Everything from the line containing "pub mod depth;" to the last line of the entries must be reproduced exactly, and nothing outside that range.
[Opening AVAILABLE DATA section]
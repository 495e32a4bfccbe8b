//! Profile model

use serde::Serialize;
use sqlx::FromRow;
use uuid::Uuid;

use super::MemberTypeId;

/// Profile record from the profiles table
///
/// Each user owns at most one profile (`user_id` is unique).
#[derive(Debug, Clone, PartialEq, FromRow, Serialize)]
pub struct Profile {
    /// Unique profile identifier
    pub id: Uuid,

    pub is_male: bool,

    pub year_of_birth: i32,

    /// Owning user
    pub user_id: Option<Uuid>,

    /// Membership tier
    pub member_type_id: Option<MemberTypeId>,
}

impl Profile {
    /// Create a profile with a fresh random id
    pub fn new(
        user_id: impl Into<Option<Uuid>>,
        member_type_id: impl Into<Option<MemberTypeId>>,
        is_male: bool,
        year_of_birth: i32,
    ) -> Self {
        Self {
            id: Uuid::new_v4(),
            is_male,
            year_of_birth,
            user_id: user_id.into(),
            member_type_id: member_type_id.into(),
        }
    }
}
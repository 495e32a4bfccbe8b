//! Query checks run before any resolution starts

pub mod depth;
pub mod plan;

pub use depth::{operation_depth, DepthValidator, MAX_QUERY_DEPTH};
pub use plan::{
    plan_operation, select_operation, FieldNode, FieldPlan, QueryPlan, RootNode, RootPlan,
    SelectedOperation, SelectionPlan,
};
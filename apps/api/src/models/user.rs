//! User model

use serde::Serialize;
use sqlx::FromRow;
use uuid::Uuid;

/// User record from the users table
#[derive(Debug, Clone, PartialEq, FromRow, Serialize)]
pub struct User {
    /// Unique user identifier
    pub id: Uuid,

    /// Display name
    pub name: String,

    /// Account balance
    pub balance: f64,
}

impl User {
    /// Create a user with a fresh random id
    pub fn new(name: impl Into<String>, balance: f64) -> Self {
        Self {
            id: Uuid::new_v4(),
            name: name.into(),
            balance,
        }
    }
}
[Closing AVAILABLE DATA section]
*SOLUTION TO THIS PROBLEM*
pub mod depth;
pub mod plan;

pub use depth::{operation_depth, DepthValidator, MAX_QUERY_DEPTH};
pub use plan::{
    plan_operation, select_operation, FieldNode, FieldPlan, QueryPlan, RootNode, RootPlan,
    SelectedOperation, SelectionPlan,
};
filename apps/api/src/models/user.rs
//! User model

use serde::Serialize;
use sqlx::FromRow;
use uuid::Uuid;

/// User record from the users table
#[derive(Debug, Clone, PartialEq, FromRow, Serialize)]
pub struct User {
    /// Unique user identifier
    pub id: Uuid,

    /// Display name
    pub name: String,

    /// Account balance
    pub balance: f64,
}

impl User {
    /// Create a user with a fresh random id
    pub fn new(name: impl Into<String>, balance: f64) -> Self {
        Self {
            id: Uuid::new_v4(),
            name: name.into(),
            balance,
        }
    }
}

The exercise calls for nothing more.